Research before you purchase
Once you close on a house, you are obligated to obey the HOA rules and pay fees. Fees include maintenance charges for the common area, but they can also include special assessments or membership fees. For example, suppose the subdivision voted to construct lighted tennis courts. You might be obligated to pay your proportional share of the cost in addition to a monthly fee. If there is a golf course, the HOA might require you to pay a membership fee. Your real estate agent should obtain these documents for you before the closing date.
Resident rules and regulations
Rules and regulations can include almost anything that’s not discriminatory, and the HOA can fine residents who don’t comply. Vehicular restrictions are commonplace.

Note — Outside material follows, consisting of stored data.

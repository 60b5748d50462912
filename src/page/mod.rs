use anyhow::Result;
use std::fmt;
use std::future::Future;
use std::pin::Pin;
use std::sync::Arc;
use tokio::sync::watch;

use crate::geometry::{Rect, Size};

pub mod headless;
mod processor;
mod state;

pub use processor::{ImageOutcome, PageProcessor, PageReport, ProcessorConfig, SkipReason, Stage};
pub use state::{ImageProcessingState, ImageStateTable, ProcessingGuard};

/// Stable identity of one image element on a page.
#[derive(Debug, Clone, PartialEq, Eq, Hash)]
pub struct ImageId(String);

impl ImageId {
    pub fn new(value: impl Into<String>) -> Self {
        Self(value.into())
    }

    /// Derives an id from the image URL and its position in the document, so
    /// the same picture shown twice gets two ids.
    pub fn for_source(url: &str, index: usize) -> Self {
        let digest = md5::compute(format!("{}#{}", url, index).as_bytes());
        Self(format!("{:x}", digest))
    }

    pub fn as_str(&self) -> &str {
        &self.0
    }
}

impl fmt::Display for ImageId {
    fn fmt(&self, f: &mut fmt::Formatter<'_>) -> fmt::Result {
        let short = self.0.get(..8).unwrap_or(&self.0);
        f.write_str(short)
    }
}

#[derive(Debug, Clone, Copy, PartialEq, Eq)]
pub enum LoadState {
    Loading,
    Loaded,
    Failed,
}

pub type FetchFuture<'a> = Pin<Box<dyn Future<Output = Result<Vec<u8>>> + Send + 'a>>;

/// An image element as the host page exposes it.
pub trait PageImage: Send + Sync {
    fn id(&self) -> &ImageId;
    fn source_url(&self) -> &str;
    fn load_state(&self) -> LoadState;
    /// Intrinsic pixel size once decoded.
    fn natural_size(&self) -> Option<Size>;
    /// Rendered rect relative to the viewport.
    fn bounding_rect(&self) -> Rect;
    fn scroll_offset(&self) -> (f32, f32);
    /// Size-change notifications, when the host can observe them.
    fn watch_resize(&self) -> Option<watch::Receiver<Size>>;
    /// Reads the image bytes through the host (which may hit its cache).
    fn fetch_bytes(&self) -> FetchFuture<'_>;
}

pub trait Page: Send + Sync {
    /// Image elements in document order.
    fn images(&self) -> Vec<Arc<dyn PageImage>>;
}

#[cfg(test)]
mod tests {
    use super::*;

    #[test]
    fn ids_depend_on_position() {
        let first = ImageId::for_source("https://example.com/a.png", 0);
        let again = ImageId::for_source("https://example.com/a.png", 0);
        let second = ImageId::for_source("https://example.com/a.png", 1);
        assert_eq!(first, again);
        assert_ne!(first, second);
        assert_eq!(first.as_str().len(), 32);
        assert_eq!(first.to_string().len(), 8);
    }
}
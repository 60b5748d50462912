//! Quality gate for recognized and translated strings.

use crate::translate::is_hallucinated;

/// Outputs small translation models fall back to when the input is noise.
const BLACKLIST: &[&str] = &[
    "thank you for watching",
    "thanks for watching",
    "please subscribe",
    "subtitles by the amara.org community",
    "translated by",
    "i don't know",
    "you know what",
    "oh my god",
    "uh-huh",
    "mm-hmm",
    "hmm",
    "huh",
    "...",
    "…",
];

/// Collapses whitespace runs into a single space and trims the ends.
pub fn normalize_text(value: &str) -> String {
    value.split_whitespace().collect::<Vec<_>>().join(" ")
}

pub fn is_garbage(text: &str) -> bool {
    let text = normalize_text(text);
    let chars = text
        .chars()
        .filter(|ch| !ch.is_whitespace())
        .collect::<Vec<_>>();

    if chars.len() < 2 && !chars.iter().any(|ch| is_word_char(*ch)) {
        return true;
    }
    if chars.iter().all(|ch| !is_word_char(*ch)) {
        return true;
    }
    if chars.len() > 3 && chars.iter().all(|ch| *ch == chars[0]) {
        return true;
    }
    if is_blacklisted(&text) {
        return true;
    }
    halves_repeat(&text)
}

/// Stricter gate for model output: the base filter plus loop detection.
pub fn is_garbage_translation(text: &str) -> bool {
    is_garbage(text) || is_hallucinated(text)
}

pub fn is_blacklisted(text: &str) -> bool {
    let lowered = normalize_text(text).to_lowercase();
    let stripped = lowered.trim_end_matches(['.', '!', '?', '。', '！', '？']);
    BLACKLIST
        .iter()
        .any(|phrase| lowered == *phrase || (!stripped.is_empty() && stripped == *phrase))
}

/// True when the word list (more than six words) is its own first half twice.
pub fn halves_repeat(text: &str) -> bool {
    let words = text.split_whitespace().collect::<Vec<_>>();
    if words.len() <= 6 {
        return false;
    }
    let half = words.len() / 2;
    words[..half] == words[half..half * 2]
}

pub fn is_cjk(ch: char) -> bool {
    matches!(
        ch as u32,
        0x3040..=0x30FF
            | 0x31F0..=0x31FF
            | 0x3400..=0x4DBF
            | 0x4E00..=0x9FFF
            | 0xAC00..=0xD7AF
            | 0xF900..=0xFAFF
            | 0xFF66..=0xFF9F
    )
}

fn is_word_char(ch: char) -> bool {
    ch.is_alphanumeric() || is_cjk(ch)
}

Many governed neighborhoods may require pickup trucks, commercial vehicles or RVs to park in the garage. If your garage isn’t large enough, you’re out of luck.
Other restrictions you might encounter include the following:
- No tenants
- No fences
- House paint color must conform to the approved palette
- Selected dog breeds not allowed
- No flags
- Association approval for property additions
Common area maintenance
The maintenance fee always covers the upkeep costs for the common areas but may also include lawn maintenance for residents. You won’t mind the additional charge if you hate cutting grass and trimming shrubbery; otherwise, you’re paying for something you’d prefer to do yourself. Maintenance fees aren’t static. They may increase to reflect rising costs for labor and materials.
If you don’t pay the fees you owe, the HOA has the right to place a lien on your property for the amount that is due. Unfortunately, foreclosure is one way to enforce the lien. You could lose your home if you don’t pay maintenance, fines, and special assessment fees.
Residents are willing to pay for an HOA that allows neighborhoods to maintain their charm and curb appeal. However, if you want to live there, you must obey all the rules or face the consequences.